Prime Video adds a new short-form layer

Amazon has introduced a new Clips feed inside the Prime Video mobile app, adding a short-form browsing experience built around shareable snippets from Prime Video content. According to the source material, the company first created the feature with NBA games on Prime Video in mind, and is now expanding it more broadly across the service.

The move places Prime Video more directly in the growing race to make entertainment discovery feel faster, more personalized, and more habitual. Instead of asking viewers to search, browse rows, or commit to a full trailer, Clips offers a stream of short moments designed to help users sample content before deciding what to watch.

How the feature works

Users can find the new feed by scrolling to the Clips carousel on the Prime Video home page and tapping a clip. From there, they can share clips by copying a link, like them, or jump directly into the featured movie or series. In that sense, the feature is not only a discovery surface but also a conversion tool that tries to shorten the distance between interest and playback.

The source says the feature is currently available to select customers in the United States on Android, iOS, and Fire Tablet devices. Amazon plans a wider rollout over the summer, suggesting the company is treating the initial release as a staged expansion rather than an all-at-once launch.

A familiar interface for streaming

The resemblance to social video feeds is obvious. Prime Video is borrowing a format that audiences already understand: quick, vertical, shareable fragments that can keep attention moving from one item to the next. For streaming services, that matters because discovery has become one of the hardest product problems in entertainment. Large libraries can create choice paralysis, and traditional interfaces often struggle to surface the right title at the right moment.

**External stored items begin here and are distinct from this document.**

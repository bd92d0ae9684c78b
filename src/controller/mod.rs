//! Task view controller.
//!
//! Owns the canonical task list and the search overlay, and keeps them
//! consistent with the remote store. Every intent calls the gateway first
//! and mutates local state only once the call has succeeded, so the list
//! never shows something the store has not confirmed.
//!
//! State sits behind a mutex that is never held across an `.await`. Several
//! intents may therefore be in flight at once; nothing serializes them, and
//! when two calls touch the same task the last response to arrive wins.

pub mod state;


use std::sync::{Arc, Mutex, MutexGuard};

pub use state::{SearchOverlay, TaskForm, View, ViewState};

use crate::error::ControllerError;
use crate::ports::gateway::TaskGateway;
use crate::task::{NewTask, Task, TaskPatch};

/// Shortest query that is sent to the store.
pub const MIN_QUERY_CHARS: usize = 2;

#[derive(Debug, Default)]
struct Inner {
    state: ViewState,
    form: TaskForm,
    last_error: Option<String>,
}

/// Drives the task list through the gateway and reconciles local state.
pub struct TaskController {
    gateway: Arc<dyn TaskGateway>,
    inner: Mutex<Inner>,
}

impl TaskController {
    /// Creates a controller in the `Loading` state.
    #[must_use]
    pub fn new(gateway: Arc<dyn TaskGateway>) -> Self {
        Self { gateway, inner: Mutex::new(Inner::default()) }
    }

    fn lock(&self) -> MutexGuard<'_, Inner> {
        self.inner.lock().expect("controller state lock poisoned")
    }

    /// Logs a failed intent and keeps it as the last error.
    fn fail(&self, action: &str, err: ControllerError) -> ControllerError {
        tracing::warn!(action, error = %err, "task intent failed; local state unchanged");
        self.lock().last_error = Some(err.to_string());
        err
    }

    fn ensure_ready(&self, action: &str) -> Result<(), ControllerError> {
        if self.lock().state.is_ready() {
            Ok(())
        } else {
            Err(self.fail(action, ControllerError::NotReady))
        }
    }

    /// Performs the initial listing.
    ///
    /// Runs from `Loading` or `LoadFailed`; once the list is loaded this is a
    /// no-op, since the canonical list is only refreshed by [`Self::reload`].
    ///
    /// # Errors
    ///
    /// Returns the gateway error after moving to `LoadFailed`.
    pub async fn load(&self) -> Result<(), ControllerError> {
        if self.lock().state.is_ready() {
            return Ok(());
        }
        self.fetch_all("load").await
    }

    /// Replaces the canonical list with a fresh listing and clears the overlay.
    ///
    /// # Errors
    ///
    /// Returns the gateway error. A loaded list is kept on failure.
    pub async fn reload(&self) -> Result<(), ControllerError> {
        self.fetch_all("reload").await
    }

    async fn fetch_all(&self, action: &str) -> Result<(), ControllerError> {
        match self.gateway.list().await {
            Ok(tasks) => {
                tracing::debug!(action, count = tasks.len(), "task list loaded");
                let mut inner = self.lock();
                inner.state = ViewState::ready(tasks);
                inner.last_error = None;
                Ok(())
            }
            Err(err) => {
                {
                    let mut inner = self.lock();
                    if !inner.state.is_ready() {
                        inner.state = ViewState::LoadFailed(err.to_string());
                    }
                }
                Err(self.fail(action, err.into()))
            }
        }
    }

    /// Creates a task and appends the store's record of it.
    ///
    /// `description` defaults to empty. The appended entry is the one the
    /// store returned, so its id and timestamp match the remote record.
    ///
    /// # Errors
    ///
    /// Returns `EmptyTitle` for a blank title, `NotReady` before the list is
    /// loaded, or the gateway error. The list is unchanged on error.
    pub async fn add_task(&self, title: &str, description: Option<String>) -> Result<Task, ControllerError> {
        self.ensure_ready("create")?;
        if title.trim().is_empty() {
            return Err(self.fail("create", ControllerError::EmptyTitle));
        }

        let new_task = NewTask::new(title, description);
        match self.gateway.create(&new_task).await {
            Ok(task) => {
                tracing::debug!(task_id = %task.id, "task created");
                let mut inner = self.lock();
                inner.state.apply_created(task.clone());
                inner.last_error = None;
                Ok(task)
            }
            Err(err) => Err(self.fail("create", err.into())),
        }
    }

    /// Opens the creation form, keeping whatever it already holds.
    pub fn open_form(&self) {
        self.lock().form.open = true;
    }

    /// Closes the creation form without submitting it.
    pub fn close_form(&self) {
        self.lock().form.open = false;
    }

    /// Edits the creation form fields.
    pub fn edit_form(&self, edit: impl FnOnce(&mut TaskForm)) {
        edit(&mut self.lock().form);
    }

    /// Submits the creation form.
    ///
    /// On success the form is closed and cleared. On failure it stays open
    /// with its contents intact so the user can try again.
    ///
    /// # Errors
    ///
    /// Same as [`Self::add_task`].
    pub async fn submit_form(&self) -> Result<Task, ControllerError> {
        let (title, description) = {
            let inner = self.lock();
            (inner.form.title.clone(), inner.form.description.clone())
        };
        let task = self.add_task(&title, Some(description)).await?;
        self.lock().form = TaskForm::default();
        Ok(task)
    }

    /// Flips a task's completion flag once the store confirms it.
    ///
    /// The request carries the opposite of the task's current local value.
    /// Returns the confirmed value.
    ///
    /// # Errors
    ///
    /// Returns `UnknownTask` if the id is not in the canonical list, or the
    /// gateway error. The list is unchanged on error.
    pub async fn toggle(&self, id: &str) -> Result<bool, ControllerError> {
        self.ensure_ready("toggle")?;
        let current = self.lock().state.find(id).map(|task| task.completed);
        let Some(current) = current else {
            return Err(self.fail("toggle", ControllerError::UnknownTask(id.to_string())));
        };

        let requested = !current;
        match self.gateway.update(id, &TaskPatch::completed(requested)).await {
            Ok(_) => {
                let mut inner = self.lock();
                if !inner.state.apply_completed(id, requested) {
                    tracing::debug!(task_id = id, "toggled task no longer listed");
                }
                inner.last_error = None;
                tracing::debug!(task_id = id, completed = requested, "task toggled");
                Ok(requested)
            }
            Err(err) => Err(self.fail("toggle", err.into())),
        }
    }

    /// Removes a task once the store confirms the deletion.
    ///
    /// # Errors
    ///
    /// Returns `UnknownTask` if the id is not in the canonical list, or the
    /// gateway error. The task stays listed on error.
    pub async fn delete(&self, id: &str) -> Result<(), ControllerError> {
        self.ensure_ready("delete")?;
        if self.lock().state.find(id).is_none() {
            return Err(self.fail("delete", ControllerError::UnknownTask(id.to_string())));
        }

        match self.gateway.delete(id).await {
            Ok(()) => {
                let mut inner = self.lock();
                inner.state.apply_deleted(id);
                inner.last_error = None;
                tracing::debug!(task_id = id, "task deleted");
                Ok(())
            }
            Err(err) => Err(self.fail("delete", err.into())),
        }
    }

    /// Applies a search query to the overlay.
    ///
    /// - empty query: overlay becomes `Inactive`, no remote call;
    /// - one character: nothing happens, no remote call;
    /// - longer: the store is searched and the overlay shows the result.
    ///
    /// # Errors
    ///
    /// Returns the gateway error; the overlay keeps its previous state.
    pub async fn search(&self, query: &str) -> Result<(), ControllerError> {
        self.ensure_ready("search")?;
        if query.is_empty() {
            self.lock().state.set_overlay(SearchOverlay::Inactive);
            return Ok(());
        }
        if query.chars().count() < MIN_QUERY_CHARS {
            return Ok(());
        }

        match self.gateway.search(query).await {
            Ok(hits) => {
                tracing::debug!(query, count = hits.len(), "search overlay updated");
                let mut inner = self.lock();
                inner.state.set_overlay(SearchOverlay::Active(hits));
                inner.last_error = None;
                Ok(())
            }
            Err(err) => Err(self.fail("search", err.into())),
        }
    }

    /// Drops the search overlay and shows the canonical list again.
    pub fn clear_search(&self) {
        self.lock().state.set_overlay(SearchOverlay::Inactive);
    }

    /// Snapshot of the whole state.
    #[must_use]
    pub fn state(&self) -> ViewState {
        self.lock().state.clone()
    }

    /// Snapshot of the canonical list; empty until loaded.
    #[must_use]
    pub fn tasks(&self) -> Vec<Task> {
        self.lock().state.tasks().map(<[Task]>::to_vec).unwrap_or_default()
    }

    /// Snapshot of the overlay; `None` until loaded.
    #[must_use]
    pub fn overlay(&self) -> Option<SearchOverlay> {
        self.lock().state.overlay().cloned()
    }

    /// What the view layer should render now.
    #[must_use]
    pub fn visible(&self) -> View {
        self.lock().state.view()
    }

    /// Snapshot of the creation form.
    #[must_use]
    pub fn form(&self) -> TaskForm {
        self.lock().form.clone()
    }

    /// Message of the most recent failed intent, cleared by the next success.
    #[must_use]
    pub fn last_error(&self) -> Option<String> {
        self.lock().last_error.clone()
    }
}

Clips gives Amazon another way to solve that problem. A short scene, reaction, or highlight can do work that a static thumbnail cannot. It can communicate tone, pacing, cast chemistry, and production value almost instantly. If the feed is well targeted, it could help Prime Video surface titles users might otherwise ignore.

That also makes Clips strategically different from a standard trailer row. Trailers usually ask for deliberate intent. A clip feed is designed for low-friction browsing, where discovery can happen casually in a spare minute. Amazon appears to be betting that this lighter interaction model will keep users inside the app longer and make content selection feel easier.

What Amazon appears to be optimizing for

The company’s own framing is centered on relevance and ease. Prime Video says it wants to make it simpler for customers to discover what matters to them, and Clips fits that goal neatly. A personalized feed built from short excerpts could become a recommendation engine with stronger visual proof than text descriptions alone.

That matters not just for customers, but for the business logic of a major streaming platform. Discovery features influence viewing time, title completion, franchise visibility, and the odds that a subscriber finds something compelling before abandoning the session. A tool that turns browsing into a more active, snackable experience could support all of those outcomes.

There is also a sports angle embedded in the feature’s origin. Because Clips began with NBA programming, it already has a natural fit for live or near-live highlight culture. Expanding the concept to scripted and unscripted entertainment suggests Amazon sees the format as a broader interface layer, not a niche add-on for sports viewers.

What to watch next

The rollout will matter as much as the concept. If Clips becomes too promotional, repetitive, or loosely targeted, it risks feeling like another engagement mechanic imposed on users. If it consistently surfaces entertaining and relevant moments, it could become one of the more useful product changes Prime Video has made to discovery.

For now, the key fact is straightforward: Prime Video is no longer relying only on rows, recommendations, and trailers to guide viewing decisions. It is adopting a feed-based model that reflects how audiences increasingly encounter media elsewhere online. Whether customers asked for that shift or not, the service is clearly moving toward a more scrollable, clip-driven form of entertainment discovery.